Subsections


2.4 Writing code

Up to this point, we have only looked at HTML code that has already been written. We will now turn our attention to writing new HTML code.

There are three important steps: we must learn how to write the code in the first place; we must be able to check the syntax of the code; and we must learn how to run the code to produce the desired end result (in the case of HTML, a web page).

For each step, we will discuss what software we need to do the job as well as provide guidelines and advice on the right way to perform each task.

In this section, we look at the task of writing computer code.


2.4.1 Text editors

The act of writing code is itself dependent on computer tools. We use software to record and manage our keystrokes in an effective manner. This section discusses what sort of tool should be used to write computer code effectively.

An important feature of computer code is that it is just plain text. There are many software packages that allow us to enter text, but some are more appropriate than others.

For many people, the most obvious software program for entering text is a word processor, such as Microsoft Word or Open Office Writer. These programs are not a good choice for editing computer code. A word processor is a good program for making text look pretty with lots of fancy formatting and wonderful fonts. However, these are not things that we want to do with our raw computer code.

The programs that we use to run our code expect to encounter only plain text, so we must use software that creates only text documents, which means we must use a text editor.


2.4.2 Important features of a text editor

For many people, the most obvious program for creating a document that only contains text is Microsoft Notepad. This program has the nice feature that it saves a file as pure text, but its usefulness ends there.
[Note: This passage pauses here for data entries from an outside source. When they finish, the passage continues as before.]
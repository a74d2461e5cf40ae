//! Pure placement-rule functions: given parsed document metadata, the
//! current clock, and the imported-key set, compute the list of target
//! paths a document (or cancel event) must be written to. C5 consumes the
//! resulting list; this module does no filesystem I/O of its own for
//! documents, and only probes existence through an injected closure for
//! events, so C7/C9 stay testable without a real filesystem.
//!
//! Grounded on spec §4.7's placement rules and the "dynamic dispatch over
//! save paths -> pure function" design note.

use crate::domain::{Company, DocType, Direction};
use crate::xml_inspector::Inspection;
use chrono::NaiveDate;
use std::collections::HashSet;
use std::path::{Path, PathBuf};

pub struct PlacementInputs<'a> {
    pub company: &'a Company,
    pub inspection: &'a Inspection,
    pub primary_root: &'a Path,
    pub flat_root: &'a Path,
    pub today: NaiveDate,
    pub imported_keys: &'a HashSet<String>,
}

pub struct PlacementResult {
    pub destinations: Vec<PathBuf>,
    /// True if a flat-mirror destination was added; the caller must mark
    /// the key imported *before* committing.
    pub flat_added: bool,
}

fn year_month_dir(primary_root: &Path, year: &str, company_folder: &str, month: &str) -> PathBuf {
    primary_root.join(year).join(company_folder).join(month)
}

fn direction_segment(direction: Option<Direction>) -> Option<&'static str> {
    direction.map(|d| d.as_str())
}

/// Computes destinations for a regular document (NFe/CTe), not an event.
/// Minus-previous-month variant is controlled by `include_previous_month`
/// (recovery fetches skip it per spec §4.8). Returns `None` if the
/// inspection's root element wasn't one of the recognized document/event
/// kinds (`Kind::Unknown`) — the caller must treat that as a metadata-
/// extraction failure (spec §7) rather than placing the document anywhere.
pub fn compute_document_destinations(
    inputs: &PlacementInputs,
    include_previous_month: bool,
) -> Option<PlacementResult> {
    let insp = inputs.inspection;
    let doc_type = insp.doc_type()?;
    let (year, month) = split_year_month(&insp.year_month);

    let mut destinations = Vec::new();

    let mut primary = year_month_dir(inputs.primary_root, &year, &inputs.company.folder_name, &month)
        .join(doc_type.as_str());
    if let Some(seg) = direction_segment(insp.direction) {
        primary = primary.join(seg);
    }
    primary = primary.join(format!("{}.xml", insp.key));
    destinations.push(primary);

    let flat_added = !inputs.imported_keys.contains(&insp.key);
    if flat_added {
        destinations.push(inputs.flat_root.join(format!("{}.xml", insp.key)));
    }

    if include_previous_month && insp.direction == Some(Direction::Entrada) {
        let emission_is_current_month = year == inputs.today.format("%Y").to_string()
            && month == inputs.today.format("%m").to_string();
        if emission_is_current_month && (1..=3).contains(&inputs.today.format("%d").to_string().parse::<u32>().unwrap_or(0)) {
            let prev = previous_year_month(&year, &month);
            let prev_path = year_month_dir(inputs.primary_root, &prev.0, &inputs.company.folder_name, &prev.1)
                .join("M\u{ea}s_anterior")
                .join(doc_type.as_str())
                .join(Direction::Entrada.as_str())
                .join(format!("{}.xml", insp.key));
            destinations.push(prev_path);
        }
    }

    Some(PlacementResult {
        destinations,
        flat_added,
    })
}

fn split_year_month(year_month: &str) -> (String, String) {
    let mut parts = year_month.splitn(2, '/');
    let year = parts.next().unwrap_or("0000").to_string();
    let month = parts.next().unwrap_or("00").to_string();
    (year, month)
}

fn previous_year_month(year: &str, month: &str) -> (String, String) {
    let y: i32 = year.parse().unwrap_or(0);
    let m: u32 = month.parse().unwrap_or(1);
    if m == 1 {
        (format!("{:04}", y - 1), "12".to_string())
    } else {
        (y.to_string(), format!("{:02}", m - 1))
    }
}

/// Cancel-mirror destination, added unconditionally for cancel events once
/// the referenced document has been located (see `locate_referenced_document`).
pub fn cancel_mirror_path(cancel_root: &Path, referenced_key: &str) -> PathBuf {
    cancel_root.join(format!("{referenced_key}_CANC.xml"))
}

/// Searches, in priority order, for the referenced document's directory:
/// (1) the referenced key's own year/month (decoded from positions 3-6,
/// interpreting `YY` as `20YY`), (2) the event's own year/month, (3) the
/// previous-month mirror tree. Returns the event's target path next to the
/// document if found, otherwise `None` (caller must retry the event in a
/// future cycle).
pub fn locate_referenced_document(
    company: &Company,
    primary_root: &Path,
    event: &Inspection,
    exists: impl Fn(&Path) -> bool,
) -> Option<PathBuf> {
    let referenced_key = event.referenced_key.as_deref()?;
    let doc_type = DocType::from_key_model(referenced_key);

    let mut candidates: Vec<(String, String, bool)> = Vec::new();
    if referenced_key.len() >= 6 {
        let yy = &referenced_key[2..4];
        let mm = &referenced_key[4..6];
        candidates.push((format!("20{yy}"), mm.to_string(), false));
    }
    let (event_year, event_month) = split_year_month(&event.year_month);
    candidates.push((event_year, event_month, false));
    if let Some((y, m, _)) = candidates.first().cloned() {
        let prev = previous_year_month(&y, &m);
        candidates.push((prev.0, prev.1, true));
    }

    for (year, month, is_previous_mirror) in candidates {
        for direction in [Some(Direction::Entrada), Some(Direction::Saida), None] {
            let mut base = year_month_dir(primary_root, &year, &company.folder_name, &month);
            if is_previous_mirror {
                base = base.join("M\u{ea}s_anterior");
            }
            base = base.join(doc_type.as_str());
            if let Some(d) = direction {
                base = base.join(d.as_str());
            }
            let candidate = base.join(format!("{referenced_key}.xml"));
            if exists(&candidate) {
                return Some(candidate.parent().unwrap().join(format!("{referenced_key}_CANC.xml")));
            }
        }
    }
    None
}

#[cfg(test)]
mod tests {
    use super::*;
    use crate::xml_inspector::Kind;

    fn company() -> Company {
        Company {
            id_canonical: "12345678000195".to_string(),
            folder_name: "Empresa".to_string(),
        }
    }

    fn inspection(direction: Option<Direction>) -> Inspection {
        Inspection {
            kind: Kind::NFe,
            key: "1".repeat(44),
            referenced_key: None,
            event_type: None,
            emission_ts: "2024-04-10T10:00:00".to_string(),
            year_month: "2024/04".to_string(),
            direction,
        }
    }

    #[test]
    fn flat_mirror_added_only_once() {
        let root = PathBuf::from("/primary");
        let flat = PathBuf::from("/flat");
        let company = company();
        let insp = inspection(Some(Direction::Saida));
        let imported = HashSet::new();
        let inputs = PlacementInputs {
            company: &company,
            inspection: &insp,
            primary_root: &root,
            flat_root: &flat,
            today: NaiveDate::from_ymd_opt(2024, 4, 15).unwrap(),
            imported_keys: &imported,
        };
        let result = compute_document_destinations(&inputs, false).unwrap();
        assert!(result.flat_added);
        assert_eq!(result.destinations.len(), 2);

        let mut already_imported = HashSet::new();
        already_imported.insert(insp.key.clone());
        let inputs2 = PlacementInputs {
            imported_keys: &already_imported,
            ..inputs
        };
        let result2 = compute_document_destinations(&inputs2, false).unwrap();
        assert!(!result2.flat_added);
        assert_eq!(result2.destinations.len(), 1);
    }

    #[test]
    fn previous_month_mirror_added_within_bleed_window() {
        let root = PathBuf::from("/primary");
        let flat = PathBuf::from("/flat");
        let company = company();
        let insp = inspection(Some(Direction::Entrada));
        let imported = HashSet::new();
        let inputs = PlacementInputs {
            company: &company,
            inspection: &insp,
            primary_root: &root,
            flat_root: &flat,
            today: NaiveDate::from_ymd_opt(2024, 4, 2).unwrap(),
            imported_keys: &imported,
        };
        let result = compute_document_destinations(&inputs, true).unwrap();
        assert_eq!(result.destinations.len(), 3);
        assert!(result
            .destinations
            .iter()
            .any(|p| p.to_string_lossy().contains("anterior")));
    }

    #[test]
    fn locate_referenced_document_falls_back_through_priority() {
        let company = company();
        let event = Inspection {
            kind: Kind::EventNFe,
            key: "9".repeat(44),
            referenced_key: Some(format!("{}{}{}{}", "0".repeat(2), "24", "04", "0".repeat(38))),
            event_type: Some("110111".to_string()),
            emission_ts: "2024-05-01T00:00:00".to_string(),
            year_month: "2024/05".to_string(),
            direction: None,
        };
        let found = locate_referenced_document(&company, Path::new("/primary"), &event, |_p| false);
        assert!(found.is_none());
    }
}
//! Incremental batch fetcher: for a `(company, month, doc_type, role)`
//! cursor, pulls pages of XML blobs from the upstream client, parses and
//! commits them, then advances the persisted cursor.
//!
//! Cursor/chunk loop shape ported from
//! `keeper-rs/src/scanner.rs::scan_new_subscriptions`, generalized from
//! block ranges to `(skip, take)` pages.

use crate::committer::Committer;
use crate::domain::{Company, DocType, MonthKey, Role};
use crate::errors::FetchError;
use crate::placement::{compute_document_destinations, PlacementInputs};
use crate::state_store::StateStore;
use crate::upstream::{BatchFilter, UpstreamClient};
use crate::xml_inspector;
use base64::Engine;
use std::path::Path;
use tracing::{info, warn};

pub const BATCH_SIZE: u32 = 50;

#[derive(Debug, Default)]
pub struct BatchFetchStats {
    pub fetched: u64,
    pub saved: u64,
    pub parse_errors: u64,
    pub info_errors: u64,
    pub save_errors: u64,
}

pub struct BatchFetchParams<'a> {
    pub company: &'a Company,
    pub month: &'a MonthKey,
    pub doc_type: DocType,
    pub role: Role,
    pub date_start: chrono::NaiveDate,
    pub date_end: chrono::NaiveDate,
    pub expected: u64,
    pub primary_root: &'a Path,
    pub flat_root: &'a Path,
    pub include_previous_month: bool,
    pub today: chrono::NaiveDate,
}

/// Runs the role's cursor loop to completion: `cursor < expected` while
/// upstream keeps returning full pages. On commit failure the cursor is
/// left untouched and the role loop breaks (spec §4.7 step 4).
pub async fn fetch_role(
    upstream: &UpstreamClient,
    state: &mut StateStore,
    committer: &Committer,
    params: &BatchFetchParams<'_>,
    now_ts: &str,
) -> Result<BatchFetchStats, FetchError> {
    let mut stats = BatchFetchStats::default();
    loop {
        let cursor = state.get_skip(&params.company.id_canonical, params.month, params.doc_type, params.role)?;
        if cursor >= params.expected {
            break;
        }
        let take = BATCH_SIZE.min((params.expected - cursor) as u32);

        let filter = BatchFilter {
            company_id: params.company.id_canonical.clone(),
            doc_type: params.doc_type,
            role: params.role,
            date_start: params.date_start,
            date_end: params.date_end,
            skip: cursor as u32,
            take,
        };
        let blobs = upstream.batch_download(&filter).await?;

        if blobs.is_empty() {
            if cursor < params.expected {
                warn!(
                    company = %params.company.id_canonical,
                    month = %params.month,
                    doc_type = params.doc_type.as_str(),
                    role = params.role.as_str(),
                    cursor,
                    expected = params.expected,
                    "upstream returned an unexpectedly empty batch; manifest and upstream disagree"
                );
            }
            break;
        }

        let mut imported = state.imported_keys_snapshot(
            &params.company.id_canonical,
            params.month,
            params.doc_type,
        )?;
        let mut tx = committer.begin(now_ts)?;
        let mut newly_imported = Vec::new();

        for blob in &blobs {
            stats.fetched += 1;
            let bytes = match base64::engine::general_purpose::STANDARD.decode(blob) {
                Ok(b) => b,
                Err(_) => {
                    stats.parse_errors += 1;
                    continue;
                }
            };
            let inspection = match xml_inspector::inspect(&bytes, &params.company.id_canonical) {
                Ok(i) => i,
                Err(_) => {
                    stats.info_errors += 1;
                    continue;
                }
            };

            let inputs = PlacementInputs {
                company: params.company,
                inspection: &inspection,
                primary_root: params.primary_root,
                flat_root: params.flat_root,
                today: params.today,
                imported_keys: &imported,
            };
            let placement = match compute_document_destinations(&inputs, params.include_previous_month) {
                Some(p) => p,
                None => {
                    warn!(key = %inspection.key, "unrecognized xml root element; skipping");
                    stats.info_errors += 1;
                    continue;
                }
            };
            if placement.flat_added {
                imported.insert(inspection.key.clone());
                newly_imported.push(inspection.key.clone());
            }

            let filename = format!("{}.xml", inspection.key);
            if let Err(e) = committer.add_file_operation(&mut tx, &bytes, placement.destinations, &filename) {
                warn!(error = %e, key = %inspection.key, "failed to stage file operation");
                stats.save_errors += 1;
            }
        }

        match committer.commit(&mut tx) {
            Ok(_) => {}
            Err(e) => {
                warn!(error = %e, "batch commit failed; cursor not advanced");
                stats.save_errors += 1;
                break;
            }
        }

        for key in &newly_imported {
            state.mark_xml_as_imported(&params.company.id_canonical, params.month, params.doc_type, key)?;
        }
        let batch_len = blobs.len() as u64;
        state.update_skip(&params.company.id_canonical, params.month, params.doc_type, params.role, batch_len)?;
        stats.saved += batch_len;

        info!(
            company = %params.company.id_canonical,
            month = %params.month,
            doc_type = params.doc_type.as_str(),
            role = params.role.as_str(),
            batch_len,
            "committed batch"
        );

        if batch_len < take as u64 {
            break;
        }
    }
    Ok(stats)
}
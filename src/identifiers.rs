//! Company-identifier normalization and filesystem-safe folder names.
//!
//! Ported from `core/utils.py::normalize_cnpj` / `sanitize_folder_name` in
//! the original implementation: strip non-digits, drop a spreadsheet-float
//! trailing `.0`, left-pad truncated 13-digit CNPJs, and require the result
//! be 11 (CPF) or 14 (CNPJ) digits.

use crate::errors::IdentifierError;

/// Canonicalizes an 11- or 14-digit company identifier.
pub fn normalize(raw: &str) -> Result<String, IdentifierError> {
    let trimmed = raw.trim();
    let without_float_suffix = trimmed.strip_suffix(".0").unwrap_or(trimmed);
    let digits: String = without_float_suffix
        .chars()
        .filter(|c| c.is_ascii_digit())
        .collect();

    let digits = if digits.len() == 13 {
        format!("0{digits}")
    } else {
        digits
    };

    if digits.len() == 11 || digits.len() == 14 {
        Ok(digits)
    } else {
        Err(IdentifierError::InvalidIdentifier(raw.to_string()))
    }
}

/// Replaces Windows-hostile characters and trims hostile trailing chars.
///
/// Idempotent: `sanitize_folder(sanitize_folder(x)) == sanitize_folder(x)`.
pub fn sanitize_folder(name: &str) -> String {
    const INVALID: [char; 9] = ['/', '\\', ':', '*', '?', '"', '<', '>', '|'];

    let replaced: String = name
        .chars()
        .map(|c| if INVALID.contains(&c) { '_' } else { c })
        .collect();

    let trimmed = replaced.trim();
    trimmed
        .trim_end_matches(|c: char| c == '.' || c == ' ')
        .to_string()
}

#[cfg(test)]
mod tests {
    use super::*;

    #[test]
    fn normalize_strips_non_digits() {
        assert_eq!(normalize("12.345.678/0001-95").unwrap(), "12345678000195");
    }

    #[test]
    fn normalize_drops_spreadsheet_float_suffix() {
        assert_eq!(normalize("12345678000195.0").unwrap(), "12345678000195");
    }

    #[test]
    fn normalize_pads_truncated_cnpj() {
        // 13 digits (leading zero lost by a spreadsheet) -> padded back to 14.
        assert_eq!(normalize("2345678000195").unwrap(), "02345678000195");
    }

    #[test]
    fn normalize_accepts_cpf() {
        assert_eq!(normalize("123.456.789-01").unwrap(), "12345678901");
    }

    #[test]
    fn normalize_rejects_bad_length() {
        assert!(normalize("123").is_err());
        assert!(normalize("123456789012").is_err());
    }

    #[test]
    fn normalize_is_idempotent() {
        for raw in ["12.345.678/0001-95", "123.456.789-01", "2345678000195.0"] {
            let once = normalize(raw).unwrap();
            let twice = normalize(&once).unwrap();
            assert_eq!(once, twice);
            assert!(matches!(once.len(), 11 | 14));
        }
    }

    #[test]
    fn sanitize_replaces_invalid_chars() {
        assert_eq!(sanitize_folder("EMPRESA S/A"), "EMPRESA S_A");
        assert_eq!(sanitize_folder("ARQUIVO:TESTE"), "ARQUIVO_TESTE");
    }

    #[test]
    fn sanitize_trims_trailing_dots_and_spaces() {
        assert_eq!(sanitize_folder("  FOLDER . . "), "FOLDER");
    }

    #[test]
    fn sanitize_is_idempotent() {
        let name = "EMPRESA / \"S.A.\" ..";
        let once = sanitize_folder(name);
        let twice = sanitize_folder(&once);
        assert_eq!(once, twice);
    }
}
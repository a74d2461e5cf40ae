//! Shared entity types: `Company`, `MonthKey`, `DocType`, `Role`, keys.

use serde::{Deserialize, Serialize};
use std::fmt;

#[derive(Debug, Clone, PartialEq, Eq, Hash)]
pub struct Company {
    pub id_canonical: String,
    pub folder_name: String,
}

/// `"MM-YYYY"`, the primary partition key for state.
#[derive(Debug, Clone, PartialEq, Eq, PartialOrd, Ord, Hash, Serialize, Deserialize)]
pub struct MonthKey(String);

impl MonthKey {
    /// Accepts `MM-YYYY` or `YYYY-MM` and canonicalizes to `MM-YYYY`.
    pub fn parse(raw: &str) -> Result<Self, crate::errors::StateError> {
        let parts: Vec<&str> = raw.split('-').collect();
        if parts.len() != 2 {
            return Err(crate::errors::StateError::InvalidMonthKey(raw.to_string()));
        }
        let (a, b) = (parts[0], parts[1]);
        let as_mm_yyyy = |mm: &str, yyyy: &str| -> Option<String> {
            if mm.len() == 2
                && yyyy.len() == 4
                && mm.chars().all(|c| c.is_ascii_digit())
                && yyyy.chars().all(|c| c.is_ascii_digit())
            {
                let mm_val: u32 = mm.parse().ok()?;
                if (1..=12).contains(&mm_val) {
                    return Some(format!("{mm}-{yyyy}"));
                }
            }
            None
        };

        // MM-YYYY
        if let Some(canon) = as_mm_yyyy(a, b) {
            return Ok(MonthKey(canon));
        }
        // YYYY-MM
        if let Some(canon) = as_mm_yyyy(b, a) {
            return Ok(MonthKey(canon));
        }
        Err(crate::errors::StateError::InvalidMonthKey(raw.to_string()))
    }

    pub fn from_year_month(year: i32, month: u32) -> Self {
        MonthKey(format!("{month:02}-{year:04}"))
    }

    pub fn as_str(&self) -> &str {
        &self.0
    }

    pub fn month(&self) -> u32 {
        self.0[0..2].parse().expect("canonicalized at construction")
    }

    pub fn year(&self) -> i32 {
        self.0[3..7].parse().expect("canonicalized at construction")
    }

    /// Returns the `(year, month)` pair one calendar month earlier.
    pub fn previous(&self) -> Self {
        let (y, m) = (self.year(), self.month());
        if m == 1 {
            Self::from_year_month(y - 1, 12)
        } else {
            Self::from_year_month(y, m - 1)
        }
    }
}

impl fmt::Display for MonthKey {
    fn fmt(&self, f: &mut fmt::Formatter<'_>) -> fmt::Result {
        write!(f, "{}", self.0)
    }
}

#[derive(Debug, Clone, Copy, PartialEq, Eq, Hash, Serialize, Deserialize)]
pub enum DocType {
    NFe,
    CTe,
}

impl DocType {
    pub fn as_str(&self) -> &'static str {
        match self {
            DocType::NFe => "NFe",
            DocType::CTe => "CTe",
        }
    }

    /// XML type code as used by the upstream API (1 = NFe, 2 = CTe).
    pub fn xml_type_code(&self) -> u8 {
        match self {
            DocType::NFe => 1,
            DocType::CTe => 2,
        }
    }

    /// Infers doc type from positions 21-22 (0-indexed 20..22) of a 44-digit key.
    /// `55` -> NFe, `57` -> CTe, otherwise defaults to NFe.
    pub fn from_key_model(key: &str) -> Self {
        if key.len() >= 22 {
            match &key[20..22] {
                "57" => return DocType::CTe,
                "55" => return DocType::NFe,
                _ => {}
            }
        }
        DocType::NFe
    }
}

#[derive(Debug, Clone, Copy, PartialEq, Eq, Hash, Serialize, Deserialize)]
pub enum Role {
    Emitente,
    Destinatario,
    Tomador,
}

impl Role {
    pub fn as_str(&self) -> &'static str {
        match self {
            Role::Emitente => "Emitente",
            Role::Destinatario => "Destinatario",
            Role::Tomador => "Tomador",
        }
    }

    /// Upstream batch-download filter field name for this role.
    pub fn upstream_field(&self) -> &'static str {
        match self {
            Role::Emitente => "CnpjEmit",
            Role::Destinatario => "CnpjDest",
            Role::Tomador => "CnpjTom",
        }
    }

    /// Roles applicable to a given doc type (Tomador is CTe-only).
    pub fn applicable_for(doc_type: DocType) -> &'static [Role] {
        match doc_type {
            DocType::NFe => &[Role::Emitente, Role::Destinatario],
            DocType::CTe => &[Role::Emitente, Role::Destinatario, Role::Tomador],
        }
    }
}

#[derive(Debug, Clone, Copy, PartialEq, Eq)]
pub enum Direction {
    Entrada,
    Saida,
}

impl Direction {
    pub fn as_str(&self) -> &'static str {
        match self {
            Direction::Entrada => "Entrada",
            Direction::Saida => "Sa\u{00ed}da",
        }
    }
}

/// Validates a document/event key is exactly 44 decimal digits.
pub fn is_valid_key(key: &str) -> bool {
    key.len() == 44 && key.chars().all(|c| c.is_ascii_digit())
}

/// Cancel-event `tpEvento` codes that represent cancellations.
pub const CANCEL_EVENT_TYPES: [&str; 3] = ["110111", "110112", "610601"];

pub fn is_cancel_event(event_type: &str) -> bool {
    CANCEL_EVENT_TYPES.contains(&event_type)
}

#[cfg(test)]
mod tests {
    use super::*;

    #[test]
    fn month_key_canonicalizes_both_orders() {
        assert_eq!(MonthKey::parse("04-2024").unwrap().as_str(), "04-2024");
        assert_eq!(MonthKey::parse("2024-04").unwrap().as_str(), "04-2024");
    }

    #[test]
    fn month_key_rejects_garbage() {
        assert!(MonthKey::parse("not-a-month").is_err());
        assert!(MonthKey::parse("13-2024").is_err());
    }

    #[test]
    fn month_key_previous_wraps_year() {
        let jan = MonthKey::from_year_month(2024, 1);
        assert_eq!(jan.previous().as_str(), "12-2023");
    }

    #[test]
    fn doc_type_from_key_model() {
        let nfe_key = format!("{}{}{}", "0".repeat(20), "55", "0".repeat(22));
        let cte_key = format!("{}{}{}", "0".repeat(20), "57", "0".repeat(22));
        assert_eq!(DocType::from_key_model(&nfe_key), DocType::NFe);
        assert_eq!(DocType::from_key_model(&cte_key), DocType::CTe);
    }

    #[test]
    fn key_validity() {
        assert!(is_valid_key(&"1".repeat(44)));
        assert!(!is_valid_key(&"1".repeat(43)));
        assert!(!is_valid_key("abcd"));
    }
}
async fn run_current_month_pass(
    ctx: &mut Context<'_>,
    company: &Company,
    month: &MonthKey,
    today: chrono::NaiveDate,
    now_ts: &str,
) -> Result<(), FetchError> {
    let date_start = chrono::NaiveDate::from_ymd_opt(month.year(), month.month(), 1).unwrap();
    let date_end = today;
    let include_previous_month = today.day() <= 3;

    let mut validations = Vec::new();
    let mut report_counts_by_role = Vec::new();
    let mut local_dir_counts = std::collections::HashMap::new();
    let mut retroactive_total = 0usize;
    let mut individual_totals = recovery::RecoveryStats::default();
    let mut batch_totals = batch_fetcher::BatchFetchStats::default();

    for doc_type in [DocType::NFe, DocType::CTe] {
        let pendency = ctx.state.get_report_pendency_details(&company.id_canonical, month, doc_type)?;
        if let Some(p) = &pendency {
            if matches!(p.status, PendencyStatus::NoDataConfirmed | PendencyStatus::MaxAttemptsReached) {
                continue;
            }
        }

        let report = ctx
            .upstream
            .monthly_report(&company.id_canonical, doc_type, month.month(), month.year(), None)
            .await;

        let report = match report {
            Ok(r) => r,
            Err(_) => {
                ctx.state.add_or_update_report_pendency(
                    &company.id_canonical,
                    month,
                    doc_type,
                    PendencyStatus::PendingApi,
                    now_ts,
                )?;
                continue;
            }
        };

        if report.empty {
            ctx.state.add_or_update_report_pendency(
                &company.id_canonical,
                month,
                doc_type,
                PendencyStatus::NoDataConfirmed,
                now_ts,
            )?;
            continue;
        }

        let (table, keys_in_period) = match load_manifest_from_report(&report).await {
            Ok(v) => v,
            Err(_) => {
                ctx.state.add_or_update_report_pendency(
                    &company.id_canonical,
                    month,
                    doc_type,
                    PendencyStatus::PendingProcessing,
                    now_ts,
                )?;
                continue;
            }
        };
        ctx.state.resolve_report_pendency(&company.id_canonical, month, doc_type)?;
        ctx.state.update_report_download_status(
            &company.id_canonical,
            month,
            doc_type,
            crate::state_store::DownloadStatus {
                status: "success_temp".to_string(),
                timestamp: now_ts.to_string(),
                message: None,
                file_path: None,
            },
        )?;

        let counts = manifest::get_counts_by_role(&table, &company.id_canonical, doc_type);
        for role in Role::applicable_for(doc_type) {
            let expected = *counts.get(role).unwrap_or(&0) as u64;
            report_counts_by_role.push((doc_type, *role, expected as usize));
            if expected == 0 {
                continue;
            }
            let params = BatchFetchParams {
                company,
                month,
                doc_type,
                role: *role,
                date_start,
                date_end,
                expected,
                primary_root: &ctx.primary_root,
                flat_root: &ctx.flat_root,
                include_previous_month,
                today,
            };
            let role_stats =
                batch_fetcher::fetch_role(ctx.upstream, ctx.state, ctx.committer, &params, now_ts).await?;
            batch_totals.parse_errors += role_stats.parse_errors;
            batch_totals.info_errors += role_stats.info_errors;
            batch_totals.save_errors += role_stats.save_errors;
        }

        let local_keys = list_local_keys(&ctx.primary_root, company, month, doc_type);
        let extras: HashSet<String> = local_keys.difference(&keys_in_period).cloned().collect();
        let missing: HashSet<String> = recovery::missing_keys(&keys_in_period, &local_keys).into_iter().collect();
        let classified = manifest::classify_keys_by_role(&missing, &table, &company.id_canonical, doc_type);

        let retro = ctx.state.retroactively_mark_imported(&company.id_canonical, month, doc_type, &local_keys)?;
        retroactive_total += retro;

        let valid_faltantes: HashSet<String> = classified.by_role.values().flatten().cloned().collect();
        let mut recovered = 0usize;
        let mut individual_stats = recovery::RecoveryStats::default();
        if !valid_faltantes.is_empty() {
            let recovery_params = RecoveryParams {
                company,
                month,
                primary_root: &ctx.primary_root,
                flat_root: &ctx.flat_root,
                today,
            };
            let keys: Vec<String> = valid_faltantes.iter().cloned().collect();
            let (stats, succeeded, _failed) =
                recovery::recover_keys(ctx.upstream, ctx.state, ctx.committer, &recovery_params, &keys, now_ts)
                    .await?;
            recovered = succeeded.len();
            individual_stats = stats;
        }
        individual_totals.attempts += individual_stats.attempts;
        individual_totals.successes += individual_stats.successes;
        individual_totals.download_failures += individual_stats.download_failures;
        individual_totals.save_failures += individual_stats.save_failures;

        let disk_count = list_local_keys(&ctx.primary_root, company, month, doc_type).len();
        let faltantes_valid = valid_faltantes.len().saturating_sub(recovered);
        validations.push(DocTypeValidation {
            doc_type,
            manifest_count: keys_in_period.len(),
            disk_count,
            faltantes_valid,
            ignored_faltantes: classified.ignored.len(),
            extras: extras.len(),
            status: if extras.is_empty() && faltantes_valid == 0 {
                "OK".to_string()
            } else {
                "PENDENTE".to_string()
            },
        });
        *local_dir_counts.entry(doc_type.as_str().to_string()).or_insert(0) += disk_count;
    }

    let cancel_event_counts = collect_cancel_event_counts(&ctx.primary_root, company, month);

    let summary = AuditSummary {
        execution_ts: now_ts.to_string(),
        period: month.as_str().to_string(),
        validations,
        report_counts_by_role,
        local_dir_counts,
        cancel_event_counts,
        parse_errors: batch_totals.parse_errors,
        info_errors: batch_totals.info_errors,
        save_errors: batch_totals.save_errors,
        individual: IndividualDownloadStats {
            attempts: individual_totals.attempts,
            successes: individual_totals.successes,
            download_failures: individual_totals.download_failures,
            save_failures: individual_totals.save_failures,
            retroactive_corrections: retroactive_total,
        },
    };
    audit::append_summary(&ctx.primary_root, company, month, &summary).map_err(|e| {
        FetchError::State(StateError::Io {
            path: ctx.primary_root.clone(),
            source: e,
        })
    })?;

    Ok(())
}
When we write computer code, a good choice of text editor can make us much more accurate and efficient. The following facilities are particularly useful for writing computer code:

automatic indenting
 
As we will see in Section 2.4.3, it is important to arrange code in a neat fashion. A text editor that helps to indent code (place empty space at the start of a line) makes this easier and faster.
parenthesis matching
 
Many computer languages use special symbols, e.g., { and }, to mark the beginning and end of blocks of code. Some text editors provide feedback on such matching pairs, which makes it easier to write code correctly.
syntax highlighting
 
All computer languages have special keywords that have a special meaning for the language. Many text editors automatically color such keywords, which makes it easier to read code and easier to spot simple mistakes.
line numbering
 
Some text editors automatically number each line of computer code (and in some cases each column or character as well) and this makes navigation within the code much easier. This is particularly important when trying to find errors in the code (see Section 2.5).

In the absence of everything else, Notepad is better than using a word processor. However, many useful (and free) text editors exist that do a much better job. Some examples are Crimson Editor on Windows2.1 and Kate on Linux.2.2

Figure 2.4 demonstrates some of these ideas by showing the same code in Notepad and Crimson Editor.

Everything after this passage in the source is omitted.